They then set out down Prince Regent Inlet. But before they could go more than about sixty miles, the wind came up so hard that it pushed Parry's ships into a trap between Somerset Island (the western boundary of the inlet) and the ice. Hecla survived, but Fury crashed into the shore so hard that it broke her keel and shattered her hull (Williams, p. 225). They put her ashore to try to fix the damage, but she was beyond repair (Delgado, p. 85).
With only one ship intact, Parry had no choice but to turn for home. Prince Regent Inlet was still unexplored; no one knew whether it could lead to the Passage or not.
Not even losing one of his ships ruined Parry's reputation with the Admiralty. They set the Passage aside, but authorized Parry to make an attempt at the North Pole. Like the Buchan/Franklin expedition, that didn't even make it close. Parry decided he had had enough of exploring; he never led another expedition. The Admiralty, for the moment, decided to stop messing around in the Arctic.
Which left an opening for John Ross to re-emerge. If the Navy wasn't going to try any more, he'd stage a commercial expedition that would let him do things his own way. He managed to convince Felix Booth, distiller of Booth's Gin, to fund most of his expedition (Delgado, p. 88; in what follows, note how many of the places Ross visited were given names that were variants on "Booth" or "Felix").

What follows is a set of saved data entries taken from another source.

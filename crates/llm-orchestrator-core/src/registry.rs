// Copyright (c) 2025 LLM DevOps
// SPDX-License-Identifier: MIT OR Apache-2.0

//! C1: the function registry — a process-lifetime name -> callable mapping.

use async_trait::async_trait;
use dashmap::DashMap;
use serde_json::Value;
use std::collections::HashMap;
use std::future::Future;
use std::pin::Pin;
use std::sync::Arc;

use crate::error::{OrchestratorError, Result};

/// The resolved parameter bag handed to a registered function: string key to
/// whatever value the placeholder resolver produced (scalar, list, map, or
/// null — see the "schema-lite resolved map" design note).
pub type ParamMap = HashMap<String, Value>;

/// Opaque error type raised by a registered function. The registry and
/// executor never inspect it beyond its `Display` text.
#[derive(Debug, thiserror::Error)]
#[error("{0}")]
pub struct FunctionError(pub String);

impl From<String> for FunctionError {
    fn from(msg: String) -> Self {
        Self(msg)
    }
}

impl From<&str> for FunctionError {
    fn from(msg: &str) -> Self {
        Self(msg.to_string())
    }
}

/// A registered task function. The registry has no schema for `params`;
/// type agreement between a workflow author's `custom_vars` and a function's
/// expectations is the caller's responsibility (§4.1).
#[async_trait]
pub trait TaskFunction: Send + Sync {
    /// Invokes the function with a resolved parameter bag, returning any
    /// serializable value.
    async fn call(&self, params: ParamMap) -> std::result::Result<Value, FunctionError>;
}

type BoxedFuture = Pin<Box<dyn Future<Output = std::result::Result<Value, FunctionError>> + Send>>;

/// Adapts a plain `async fn(ParamMap) -> Result<Value, FunctionError>`-shaped
/// closure into a [`TaskFunction`], so callers can register functions
/// without hand-writing a struct + trait impl for each one.
struct FnTaskFunction<F>(F)
where
    F: Fn(ParamMap) -> BoxedFuture + Send + Sync;

#[async_trait]
impl<F> TaskFunction for FnTaskFunction<F>
where
    F: Fn(ParamMap) -> BoxedFuture + Send + Sync,
{
    async fn call(&self, params: ParamMap) -> std::result::Result<Value, FunctionError> {
        (self.0)(params).await
    }
}

/// Wraps a closure returning a boxed future into a [`TaskFunction`]. Use
/// [`FunctionRegistry::register_fn`] for the common case instead of calling
/// this directly.
pub fn from_fn<F, Fut>(f: F) -> Arc<dyn TaskFunction>
where
    F: Fn(ParamMap) -> Fut + Send + Sync + 'static,
    Fut: Future<Output = std::result::Result<Value, FunctionError>> + Send + 'static,
{
    Arc::new(FnTaskFunction(move |params| {
        Box::pin(f(params)) as BoxedFuture
    }))
}

/// Process-lifetime mapping from function name to callable implementation.
///
/// Safe for concurrent reads after initialization; writes typically only
/// occur during setup, but the underlying `DashMap` tolerates concurrent
/// writes too.
#[derive(Clone, Default)]
pub struct FunctionRegistry {
    functions: Arc<DashMap<String, Arc<dyn TaskFunction>>>,
}

impl FunctionRegistry {
    pub fn new() -> Self {
        Self::default()
    }

    /// Idempotent replace: the last registration under a name wins.
    pub fn register(&self, name: impl Into<String>, function: Arc<dyn TaskFunction>) {
        self.functions.insert(name.into(), function);
    }

    /// Convenience wrapper around [`from_fn`] + [`register`](Self::register).
    pub fn register_fn<F, Fut>(&self, name: impl Into<String>, f: F)
    where
        F: Fn(ParamMap) -> Fut + Send + Sync + 'static,
        Fut: Future<Output = std::result::Result<Value, FunctionError>> + Send + 'static,
    {
        self.register(name, from_fn(f));
    }

    /// Looks up a function by name.
    pub fn lookup(&self, name: &str) -> Result<Arc<dyn TaskFunction>> {
        self.functions
            .get(name)
            .map(|entry| entry.value().clone())
            .ok_or_else(|| OrchestratorError::FunctionNotFound {
                name: name.to_string(),
            })
    }

    /// All registered function names, in an arbitrary but stable-for-this-call order.
    pub fn list(&self) -> Vec<String> {
        let mut names: Vec<String> = self.functions.iter().map(|e| e.key().clone()).collect();
        names.sort();
        names
    }
}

Ross thought he had a bright idea: A small ship, able to get through narrow passages -- and with a steam engine to power it when the wind did not cooperate (Edinger, p. 7).
In concept, Ross had a good idea. When the Passage was finally navigated by Roald Amundsen, he used a small boat with an engine. In practice, there were problems. Ross's steam engine would prove impossibly troublesome -- it used paddlewheels, not a screw propeller, and the lack of a flue meant that it didn't draw properly (two facts which, in combination, meant that it didn't have enough power to do any good), plus it regularly broke down (Edinger, pp. 8-9; according to Williams, p. 248, Ross and the designers eventually had such a pamphlet war about it that they almost fought a duel).
Worse, the ship Ross decided to use, the Victory, was so small that she could not carry enough provisions for an exploratory voyage, even for his small crew of just 23. But Ross had an answer for that, too. When the Fury had grounded in Parry's expedition, the crew had unloaded the Fury as they tried to lighten ship. All the supplies for dozens of men -- sails, ropes, clothes, guns, and most especially, non-perishable food -- were sitting there, waiting on the beach. For a small crew like Ross's, it would be a bounty that would last years. He would sail to Prince Regent Inlet, find the wreck of the Fury, and re-supply from the provisions she had left behind. (Edinger, p. 7. There was actually a lot more to his plan than that, involving a third ship, but the above is the essential part.)
There was some drama as Ross set out, including a mutiny on his supply ship and the permanent maiming of one of his engineers by the steam engine, but he got to Prince Regent Inlet as expected, and found Fury Beach. The wrecked hull was gone, but the food and supplies were there, and the Victory was able to fill her storage bins without even making much of a dent in the quantity of food (Williams, p. 230; Edinger, pp. 16-17; who adds that Ross blew up the remaining gunpowder lest it hurt visiting Inuit). Despite the cantankerous steam engine, Ross's voyage seemed to be off to a great start.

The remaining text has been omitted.